Skip to main content

Data Management Toolkit @ UNH

This toolkit provides information to help researchers develop data management plans and effectively manage their research data.

Choosing file formats

The file format(s) in which you record, store, and transmit your data is a primary factor in one's ability to use your data in the future.

Since technology continually changes, researchers should plan for both hardware and software obsolescence. How will your data be read if the software used to produce it becomes unavailable?

Formats more likely to be accessible in the future are:

  • Non-proprietary
  • Open, documented standard
  • Common usage by research community
  • Standard representation (ASCII, Unicode)
  • Unencrypted
  • Uncompressed

Consider migrating your data into a format with the above characteristics, in addition to keeping a copy in the original software format.           

Examples of preferred format choices:

  • PDF/A, not Word
  • ASCII, not Excel
  • MPEG-4, not Quicktime
  • TIFF or JPEG2000, not GIF or JPG
  • XML or RDF, not RDBMS

For examples of how data archives treat different file formats, see the UK Data Archive page on data formats and software.

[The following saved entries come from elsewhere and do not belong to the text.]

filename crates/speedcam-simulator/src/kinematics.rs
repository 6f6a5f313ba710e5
//! Vehicle pose integration.
//!
//! Movement uses a flat local approximation in degree space: one step moves
//! `step_deg` degrees along the heading, split into latitude and longitude
//! by cosine and sine. It is not a geodesic step and is not meant to be.

use serde::{Deserialize, Serialize};
use speedcam_domain::{Cardinal, GeoPoint};

use crate::config::EngineConfig;
use crate::geodesy::normalize_degrees;

/// Directional controls held at the start of a tick.
#[derive(Debug, Clone, Copy, Default, PartialEq, Eq, Serialize, Deserialize)]
pub struct InputFlags {
    pub forward: bool,
    pub backward: bool,
    pub turn_left: bool,
    pub turn_right: bool,
}

impl InputFlags {
    /// Flags from a WASD key string, e.g. `"wd"`; other characters are ignored.
    #[must_use]
    pub fn from_keys(keys: &str) -> Self {
        let mut flags = Self::default();
        for key in keys.chars().map(|c| c.to_ascii_lowercase()) {
            match key {
                'w' => flags.forward = true,
                's' => flags.backward = true,
                'a' => flags.turn_left = true,
                'd' => flags.turn_right = true,
                _ => {}
            }
        }
        flags
    }

    #[must_use]
    pub fn any(&self) -> bool {
        self.forward || self.backward || self.turn_left || self.turn_right
    }

    #[must_use]
    pub fn translating(&self) -> bool {
        self.forward || self.backward
    }
}

/// Vehicle position and heading.
#[derive(Debug, Clone, Copy, PartialEq, Serialize, Deserialize)]
pub struct VehiclePose {
    pub position: GeoPoint,
    /// Degrees clockwise from north, in `[0, 360)`
    pub heading_deg: f64,
}

impl VehiclePose {
    #[must_use]
    pub fn new(position: GeoPoint, heading_deg: f64) -> Self {
        Self {
            position,
            heading_deg: normalize_degrees(heading_deg),
        }
    }

    #[must_use]
    pub fn cardinal(&self) -> Cardinal {
        Cardinal::from_heading(self.heading_deg)
    }
}

/// Result of one integration step.
#[derive(Debug, Clone, Copy, PartialEq, Eq)]
pub enum Motion {
    /// No control held; pose untouched
    Idle,
    /// Heading and/or position updated
    Moved,
}

/// Advance `pose` by one tick under `input`.
pub fn step(pose: &mut VehiclePose, input: InputFlags, config: &EngineConfig) -> Motion {
    if !input.any() {
        return Motion::Idle;
    }

    if input.turn_left {
        pose.heading_deg = normalize_degrees(pose.heading_deg - config.turn_rate_deg);
    }
    if input.turn_right {
        pose.heading_deg = normalize_degrees(pose.heading_deg + config.turn_rate_deg);
    }

    if input.translating() {
        // forward wins when both are held
        let sign = if input.forward { 1.0 } else { -1.0 };
        let rad = pose.heading_deg.to_radians();
        pose.position.latitude += rad.cos() * config.step_deg * sign;
        pose.position.longitude += rad.sin() * config.step_deg * sign;
    }

    Motion::Moved
}
//! Camera Store Migration CLI
//!
//! Loads the police CSV export and overwrites the JSON camera store with it.

use std::path::PathBuf;

use anyhow::{Context, Result};
use clap::Parser;
use speedcam_store::{CameraRepository, JsonFileRepository, parse_cameras_file};
use tracing::info;
use tracing_subscriber::EnvFilter;

#[derive(Parser, Debug)]
#[command(name = "speedcam-migrate")]
#[command(about = "Import the speed-camera CSV export into the JSON store")]
struct Args {
    /// CSV export to read
    #[arg(long, default_value = "NPA_TD1.csv")]
    csv: PathBuf,

    /// JSON store to overwrite
    #[arg(long, env = "DB_PATH", default_value = "db.json")]
    db: PathBuf,
}

#[tokio::main]
async fn main() -> Result<()> {
    tracing_subscriber::fmt()
        .with_env_filter(
            EnvFilter::from_default_env().add_directive("speedcam_store=info".parse()?),
        )
        .init();

    let args = Args::parse();

    let (records, stats) = parse_cameras_file(&args.csv)
        .with_context(|| format!("Failed to import {}", args.csv.display()))?;
    info!("Parsed {} records.", stats.parsed);

    let repo = JsonFileRepository::open(&args.db).await?;
    info!("Overwriting database with clean data...");
    let written = repo.replace_all(records).await?;

    info!(written, db = %args.db.display(), "Migration completed.");
    Ok(())
}
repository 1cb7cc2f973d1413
pub mod credentials;
pub mod repositories;
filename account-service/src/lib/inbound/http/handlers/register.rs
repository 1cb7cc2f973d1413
use axum::extract::State;

use super::ApiJson;
use super::ApiOutcome;
use super::CredentialsRequest;
use crate::inbound::http::router::AppState;

pub async fn register(
    State(state): State<AppState>,
    ApiJson(body): ApiJson<CredentialsRequest>,
) -> ApiOutcome<()> {
    state
        .auth_service
        .register(&body.email, &body.password)
        .await
        .into()
}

Note that not all repositories are able to migrate data files to newer file formats for preservation.

Data identifiers

You'll want put your datasets where other people can access them and give your datasets identifiers that can be referenced easily. Many repositories assign data identifies to your data. 

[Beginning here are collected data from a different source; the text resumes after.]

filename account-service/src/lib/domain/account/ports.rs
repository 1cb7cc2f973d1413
use async_trait::async_trait;

use crate::domain::account::errors::AuthError;
use crate::domain::account::models::Account;
use crate::domain::account::models::TokenValidation;
use crate::domain::account::outcome::Outcome;

/// Port for the authentication workflow.
///
/// Every operation answers with an `Outcome`; none of them returns early
/// with a partially applied state change.
#[async_trait]
pub trait AuthServicePort: Send + Sync + 'static {
    /// Create an account with no stored token.
    ///
    /// # Failures
    /// * `DuplicateEmail` - Email is already registered
    /// * `InvalidEmail` - Email is not syntactically valid
    /// * `StorageError` - Persistence failed
    async fn register(&self, email: &str, password: &str) -> Outcome<()>;

    /// Verify credentials and issue a short-lived token, replacing the
    /// stored one.
    ///
    /// # Failures
    /// * `BadCredentials` - Email or password is wrong
    /// * `AccountNotFound` - Credentials verified but the account vanished
    /// * `StorageError` - Persistence failed
    async fn login(&self, email: &str, password: &str) -> Outcome<String>;

    /// Report whether `token` is usable right now.
    ///
    /// # Failures
    /// * `TokenExpired` - Freshness window elapsed (payload status EXPIRED)
    /// * `TokenInvalid` - Signature, format or claims are bad
    async fn validate(&self, token: &str) -> Outcome<TokenValidation>;

    /// Re-verify credentials and hand back the stored token if it is still
    /// fresh, otherwise issue and store a long-lived one.
    ///
    /// # Failures
    /// * `BadCredentials` - Email or password is wrong
    /// * `AccountNotFound` - Credentials verified but the account vanished
    /// * `StorageError` - Persistence failed
    async fn refresh(&self, email: &str, password: &str) -> Outcome<String>;

    /// Clear the stored token of the account holding `token`.
    ///
    /// # Failures
    /// * `TokenInvalid` - Token is not currently valid
    /// * `AccountNotFound` - No account has this token on record
    /// * `StorageError` - Persistence failed
    async fn logout(&self, token: &str) -> Outcome<()>;
}

/// Persistence operations for the account aggregate.
#[async_trait]
pub trait AccountRepository: Send + Sync + 'static {
    /// Retrieve account by email address.
    ///
    /// # Errors
    /// * `Storage` - Backend failed
    async fn find_by_email(&self, email: &str) -> Result<Option<Account>, AuthError>;

    /// Retrieve the account whose stored token equals `token`.
    ///
    /// # Errors
    /// * `Storage` - Backend failed
    async fn find_by_stored_token(&self, token: &str) -> Result<Option<Account>, AuthError>;

    /// Insert or overwrite the account. Concurrent writers: last one wins.
    ///
    /// # Errors
    /// * `DuplicateEmail` - Another account already owns this email
    /// * `Storage` - Backend failed
    async fn save(&self, account: &Account) -> Result<(), AuthError>;
}

/// Opaque check of an email and secret pair.
#[async_trait]
pub trait CredentialVerifier: Send + Sync + 'static {
    /// # Errors
    /// * `BadCredentials` - Pair does not match a stored identity
    /// * `Storage` - Identity lookup failed
    async fn verify(&self, email: &str, password: &str) -> Result<(), AuthError>;
}
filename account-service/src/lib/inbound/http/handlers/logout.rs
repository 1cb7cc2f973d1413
use axum::extract::State;

use super::ApiOutcome;
use super::ApiQuery;
use super::TokenQuery;
use crate::inbound::http::router::AppState;

pub async fn logout(
    State(state): State<AppState>,
    ApiQuery(query): ApiQuery<TokenQuery>,
) -> ApiOutcome<()> {
    state.auth_service.logout(&query.access_token).await.into()
}
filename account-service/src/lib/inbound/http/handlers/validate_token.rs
use axum::extract::State;

use super::ApiOutcome;
use super::ApiQuery;
use super::TokenQuery;
use crate::domain::account::models::TokenValidation;
use crate::inbound::http::router::AppState;

pub async fn validate_token(
    State(state): State<AppState>,
    ApiQuery(query): ApiQuery<TokenQuery>,
) -> ApiOutcome<TokenValidation> {
    state.auth_service.validate(&query.access_token).await.into()
}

Data identifiers must be globally unique and persistent. That is to say, they must not be repeated elsewhere and they must not change over time.  

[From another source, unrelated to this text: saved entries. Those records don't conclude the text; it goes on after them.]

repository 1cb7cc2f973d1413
use std::sync::Arc;

use chrono::DateTime;
use chrono::Duration;
use chrono::Utc;
use jsonwebtoken::decode;
use jsonwebtoken::encode;
use jsonwebtoken::errors::ErrorKind;
use jsonwebtoken::Algorithm;
use jsonwebtoken::DecodingKey;
use jsonwebtoken::EncodingKey;
use jsonwebtoken::Header;
use jsonwebtoken::Validation;

use super::claims::Claims;
use super::claims::TokenClaims;
use super::errors::JwtError;
use crate::clock::Clock;

/// JWT token handler for issuing and parsing signed bearer tokens.
///
/// Uses HS256 (HMAC with SHA-256). The signing key is fixed at construction;
/// building a handler with a different key invalidates every token issued
/// by the previous one.
pub struct JwtHandler {
    encoding_key: EncodingKey,
    decoding_key: DecodingKey,
    algorithm: Algorithm,
    clock: Arc<dyn Clock>,
}

impl JwtHandler {
    /// Create a new JWT handler with a secret key.
    ///
    /// # Arguments
    /// * `secret` - Secret key for signing tokens
    /// * `clock` - Source of "now" for issued-at, expiry and expiry checks
    ///
    /// # Security Notes
    /// - The secret should be at least 256 bits (32 bytes) for HS256
    /// - Store secrets in environment variables or secure vaults, never in code
    pub fn new(secret: &[u8], clock: Arc<dyn Clock>) -> Self {
        Self {
            encoding_key: EncodingKey::from_secret(secret),
            decoding_key: DecodingKey::from_secret(secret),
            algorithm: Algorithm::HS256,
            clock,
        }
    }

    /// Issue a token for `subject` that expires `ttl` from now.
    ///
    /// # Errors
    /// * `EncodingFailed` - Token encoding failed
    pub fn issue(&self, subject: &str, ttl: Duration) -> Result<String, JwtError> {
        let claims = Claims::for_subject(subject, self.clock.now(), ttl);
        self.encode(&claims)
    }

    /// Sign arbitrary claims.
    ///
    /// # Errors
    /// * `EncodingFailed` - Token encoding failed
    pub fn encode(&self, claims: &Claims) -> Result<String, JwtError> {
        let header = Header::new(self.algorithm);

        encode(&header, claims, &self.encoding_key)
            .map_err(|e| JwtError::EncodingFailed(e.to_string()))
    }

    /// Verify the signature and expiry of `token` and return its claims.
    ///
    /// Expiry is judged against the injected clock, not the library's
    /// system time.
    ///
    /// # Errors
    /// * `InvalidSignature` - Signature does not verify under this key
    /// * `Malformed` - Token is not a well-formed JWT
    /// * `TokenExpired` - The `exp` claim lies in the past
    /// * `MissingClaim` - Token carries no subject
    pub fn parse(&self, token: &str) -> Result<TokenClaims, JwtError> {
        let mut validation = Validation::new(self.algorithm);
        validation.validate_exp = false;
        validation.required_spec_claims.clear();
        validation.leeway = 0;

        let claims = decode::<Claims>(token, &self.decoding_key, &validation)
            .map_err(|e| match e.kind() {
                ErrorKind::InvalidSignature => JwtError::InvalidSignature,
                _ => JwtError::Malformed(e.to_string()),
            })?
            .claims;

        if claims.is_expired(self.clock.now().timestamp()) {
            return Err(JwtError::TokenExpired);
        }

        let subject = claims
            .sub
            .ok_or_else(|| JwtError::MissingClaim("sub".to_string()))?;

        Ok(TokenClaims {
            subject,
            issued_at: claims.iat.map(timestamp_to_instant).transpose()?,
            expires_at: claims.exp.map(timestamp_to_instant).transpose()?,
        })
    }
}

fn timestamp_to_instant(timestamp: i64) -> Result<DateTime<Utc>, JwtError> {
    DateTime::from_timestamp(timestamp, 0)
        .ok_or_else(|| JwtError::Malformed(format!("timestamp out of range: {}", timestamp)))
}
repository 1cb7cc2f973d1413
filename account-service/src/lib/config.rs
use std::env;

use auth::TokenLifetimes;
use chrono::Duration;
use config::Config as ConfigBuilder;
use config::ConfigError;
use config::Environment;
use config::File;
use serde::Deserialize;

#[derive(Debug, Deserialize, Clone)]
pub struct Config {
    pub server: ServerConfig,
    pub storage: StorageConfig,
    pub database: DatabaseConfig,
    pub jwt: JwtConfig,
}

#[derive(Debug, Deserialize, Clone)]
pub struct ServerConfig {
    pub http_port: u16,
}

#[derive(Debug, Deserialize, Clone, Copy, PartialEq, Eq)]
#[serde(rename_all = "lowercase")]
pub enum StorageBackend {
    Memory,
    Postgres,
}

#[derive(Debug, Deserialize, Clone)]
pub struct StorageConfig {
    pub backend: StorageBackend,
}

#[derive(Debug, Deserialize, Clone)]
pub struct DatabaseConfig {
    pub url: String,
    #[serde(default = "default_max_connections")]
    pub max_connections: u32,
}

#[derive(Debug, Deserialize, Clone)]
pub struct JwtConfig {
    pub secret: String,
    #[serde(default = "default_access_token_ttl_minutes")]
    pub access_token_ttl_minutes: i64,
    #[serde(default = "default_refresh_token_ttl_days")]
    pub refresh_token_ttl_days: i64,
    #[serde(default = "default_freshness_window_seconds")]
    pub freshness_window_seconds: i64,
}

impl JwtConfig {
    pub fn lifetimes(&self) -> Result<TokenLifetimes, ConfigError> {
        Ok(TokenLifetimes {
            access: positive(
                "jwt.access_token_ttl_minutes",
                self.access_token_ttl_minutes,
                Duration::try_minutes,
            )?,
            refresh: positive(
                "jwt.refresh_token_ttl_days",
                self.refresh_token_ttl_days,
                Duration::try_days,
            )?,
        })
    }

    pub fn freshness_window(&self) -> Result<Duration, ConfigError> {
        positive(
            "jwt.freshness_window_seconds",
            self.freshness_window_seconds,
            Duration::try_seconds,
        )
    }
}

fn positive(
    key: &str,
    value: i64,
    convert: fn(i64) -> Option<Duration>,
) -> Result<Duration, ConfigError> {
    convert(value)
        .filter(|duration| *duration > Duration::zero())
        .ok_or_else(|| ConfigError::Message(format!("{} out of range: {}", key, value)))
}

fn default_max_connections() -> u32 {
    5
}

fn default_access_token_ttl_minutes() -> i64 {
    15
}

fn default_refresh_token_ttl_days() -> i64 {
    7
}

fn default_freshness_window_seconds() -> i64 {
    60
}

impl Config {
    /// Load configuration from files with environment variable overrides
    ///
    /// Priority (highest to lowest):
    /// 1. Environment variables (JWT__SECRET, SERVER__HTTP_PORT, etc.)
    /// 2. Environment-specific config file (config/{environment}.toml)
    /// 3. Default config file (config/default.toml)
    pub fn load() -> Result<Self, ConfigError> {
        let run_mode = env::var("RUN_MODE").unwrap_or_else(|_| "development".to_string());

        let configuration = ConfigBuilder::builder()
            .add_source(File::with_name("config/default").required(false))
            .add_source(File::with_name(&format!("config/{}", run_mode)).required(false))
            // Example: JWT__SECRET=... overrides jwt.secret
            .add_source(Environment::default().separator("__"))
            .build()?;

        configuration.try_deserialize()
    }
}
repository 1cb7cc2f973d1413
pub mod handlers;
pub mod router;
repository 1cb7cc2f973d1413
pub mod http;
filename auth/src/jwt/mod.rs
pub mod claims;
pub mod errors;
pub mod handler;

pub use claims::Claims;
pub use claims::TokenClaims;
pub use errors::JwtError;
pub use handler::JwtHandler;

There are many different schemes:

  • PURL -- A PURL is a Persistent Uniform Resource Locator. Functionally, a PURL is a URL. However, instead of pointing directly to the location of an Internet resource, a PURL points to an intermediate resolution service. The PURL resolution service associates the PURL with the actual URL and returns that URL to the client. Caltech CODA provides Persistent URLs.
  • DOI -- A DOI (Digital Object Identifier) is a name (not a location) for an entity on digital networks. It provides a system for persistent and actionable identification and interoperable exchange of managed information on digital networks.
  • ACCESSION -- Accession numbers used by the National Center for Biotechnology Information (NCBI) are unique and citable.
  • InChI -- The IUPAC International Chemical Identifier (InChI) is a non-proprietary identifier for chemical substances that can be used in printed and electronic data sources thus enabling easier linking of diverse data compilations.
  • URI -- Uniform Resource Identifier (URI) consists of a string of characters used to identify or name a resource on the Internet. Such identification enables interaction with representations of the resource over a network, typically the World Wide Web, using specific protocols.